If you’d like to help me out, please pitch in with comments and suggested bibliography. And, as always, shares and subscriptions are appreciated.
Contrary to popular belief — even in technical circles where people should know better — the internet architecture we’re currently struggling with is not the inevitable result of the blind march of technological progress. The internet of mega-platforms, mass surveillance, data leaks, cancel mobs, deplatforming, and intrusive advertising did not find its present shape purely through “innovation” or market forces. And, of course, it’s also not quite the decentralized, nuclear-attack-resistant network envisioned by DARPA and the academics who pioneered it.
No, the hidden architects of today’s internet are lawyers and lobbyists. It’s weird how many of us have forgotten the lobbying, lawsuits, and post-9/11 security state fearmongering it took to create today’s online experience. Even many tech types my age don’t seem to remember the story of how an alliance of major intellectual property holders, telecoms, and governments were so (justifiably) threatened by the decentralized, peer-to-peer nature of the internet that they went to war against it and won.
But I remember this story, because not only did I watch it happen, but I covered it from the trenches of the DRM and P2P wars.
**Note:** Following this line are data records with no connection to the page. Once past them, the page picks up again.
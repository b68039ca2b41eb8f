use std::path::PathBuf;

use clap::{Parser, Subcommand, ValueEnum};
use telecare_core::models::AppointmentStatus;
use telecare_core::{Collection, SyncStatus};

#[derive(Parser)]
#[command(name = "telecare")]
#[command(about = "Record patient care offline and sync it when a connection is available")]
#[command(version)]
pub struct Cli {
    #[command(subcommand)]
    pub command: Commands,

    /// Optional path to local database file
    #[arg(long, global = true, value_name = "PATH")]
    pub db_path: Option<PathBuf>,

    /// Optional JSON settings file (environment variables still apply on top)
    #[arg(long, global = true, value_name = "PATH")]
    pub config: Option<PathBuf>,

    /// Never contact the sync service; everything stays queued
    #[arg(long, global = true)]
    pub offline: bool,
}

#[derive(Subcommand)]
pub enum Commands {
    /// Manage patients
    Patient {
        #[command(subcommand)]
        command: PatientCommands,
    },
    /// Manage appointments
    #[command(alias = "appt")]
    Appointment {
        #[command(subcommand)]
        command: AppointmentCommands,
    },
    /// Raise or cancel an emergency alert
    Sos {
        #[command(subcommand)]
        command: SosCommands,
    },
    /// List stored records
    List {
        /// Record collection
        #[arg(value_enum)]
        collection: CollectionArg,
        /// Only records for this patient
        #[arg(long, value_name = "ID")]
        patient: Option<String>,
        /// Only records for this day (YYYY-MM-DD)
        #[arg(long, value_name = "DATE")]
        date: Option<String>,
        /// Only records in this sync state
        #[arg(long, value_enum)]
        status: Option<SyncStatusArg>,
        /// Number of records to show
        #[arg(short, long, default_value = "20")]
        limit: usize,
        /// Output as JSON
        #[arg(long)]
        json: bool,
    },
    /// Show pending, failed and queued counts
    Status {
        /// Output as JSON
        #[arg(long)]
        json: bool,
    },
    /// Push queued changes to the sync service
    Sync,
    /// Queue a failed record again
    Retry {
        #[arg(value_enum)]
        collection: CollectionArg,
        /// Record ID
        id: String,
    },
    /// Delete a local record and anything queued for it
    Delete {
        #[arg(value_enum)]
        collection: CollectionArg,
        /// Record ID
        id: String,
    },
}

#[derive(Subcommand)]
pub enum PatientCommands {
    /// Register a patient
    Add {
        /// Patient name
        #[arg(required = true)]
        name: Vec<String>,
        #[arg(long)]
        age: Option<u32>,
        #[arg(long)]
        gender: Option<String>,
        #[arg(long)]
        phone: Option<String>,
        #[arg(long)]
        village: Option<String>,
        /// Preferred language code, e.g. hi-IN
        #[arg(long, value_name = "CODE")]
        language: Option<String>,
    },
}

#[derive(Subcommand)]
pub enum AppointmentCommands {
    /// Book a consultation
    Book {
        #[arg(long, value_name = "ID")]
        patient: String,
        #[arg(long, value_name = "ID")]
        doctor: String,
        /// RFC 3339 start time
        #[arg(long, value_name = "TIME")]
        at: String,
        #[arg(long)]
        reason: Option<String>,
        /// Consultation mode, e.g. video or in-person
        #[arg(long)]
        mode: Option<String>,
    },
    /// Change an appointment's status
    SetStatus {
        /// Appointment record ID
        id: String,
        #[arg(value_enum)]
        status: AppointmentStatusArg,
    },
}

#[derive(Subcommand)]
pub enum SosCommands {
    /// Raise an emergency alert
    Raise {
        #[arg(long, value_name = "ID")]
        patient: String,
        /// Free-text description
        #[arg(long)]
        message: Option<String>,
        #[arg(long, allow_negative_numbers = true)]
        latitude: Option<f64>,
        #[arg(long, allow_negative_numbers = true)]
        longitude: Option<f64>,
    },
    /// Withdraw an alert that has not been delivered
    Cancel {
        /// Emergency event record ID
        id: String,
    },
}

#[derive(Clone, Copy, Debug, Eq, PartialEq, ValueEnum)]
pub enum CollectionArg {
    Patient,
    Appointment,
    Prescription,
    HealthRecord,
    VoiceCommandLog,
    EmergencyEvent,
}

impl From<CollectionArg> for Collection {
    fn from(value: CollectionArg) -> Self {
        match value {
            CollectionArg::Patient => Self::Patient,
            CollectionArg::Appointment => Self::Appointment,
            CollectionArg::Prescription => Self::Prescription,
            CollectionArg::HealthRecord => Self::HealthRecord,
            CollectionArg::VoiceCommandLog => Self::VoiceCommandLog,
            CollectionArg::EmergencyEvent => Self::EmergencyEvent,
        }
    }
}

#[derive(Clone, Copy, Debug, Eq, PartialEq, ValueEnum)]
pub enum SyncStatusArg {
    Pending,
    Synced,
    Failed,
}

impl From<SyncStatusArg> for SyncStatus {
    fn from(value: SyncStatusArg) -> Self {
        match value {
            SyncStatusArg::Pending => Self::Pending,
            SyncStatusArg::Synced => Self::Synced,
            SyncStatusArg::Failed => Self::Failed,
        }
    }
}

#[derive(Clone, Copy, Debug, Eq, PartialEq, ValueEnum)]
pub enum AppointmentStatusArg {
    Scheduled,
    Confirmed,
    Completed,
    Cancelled,
}

impl From<AppointmentStatusArg> for AppointmentStatus {
    fn from(value: AppointmentStatusArg) -> Self {
        match value {
            AppointmentStatusArg::Scheduled => Self::Scheduled,
            AppointmentStatusArg::Confirmed => Self::Confirmed,
            AppointmentStatusArg::Completed => Self::Completed,
            AppointmentStatusArg::Cancelled => Self::Cancelled,
        }
    }
}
I co-founded Ars Technica with five other folks in the summer of 1998, and by about 2003 a big part of my reporting was focused on the intellectual property (IP) wars that shaped the architecture of the web we’ve all come to love and hate.
This is why, when I talk about the difficulties of digital sovereignty, or the fight to keep crypto legal, I keep circling back to just how much of the present way the web works is downstream of past political fights we largely lost to deep-pocketed, well-connected incumbents.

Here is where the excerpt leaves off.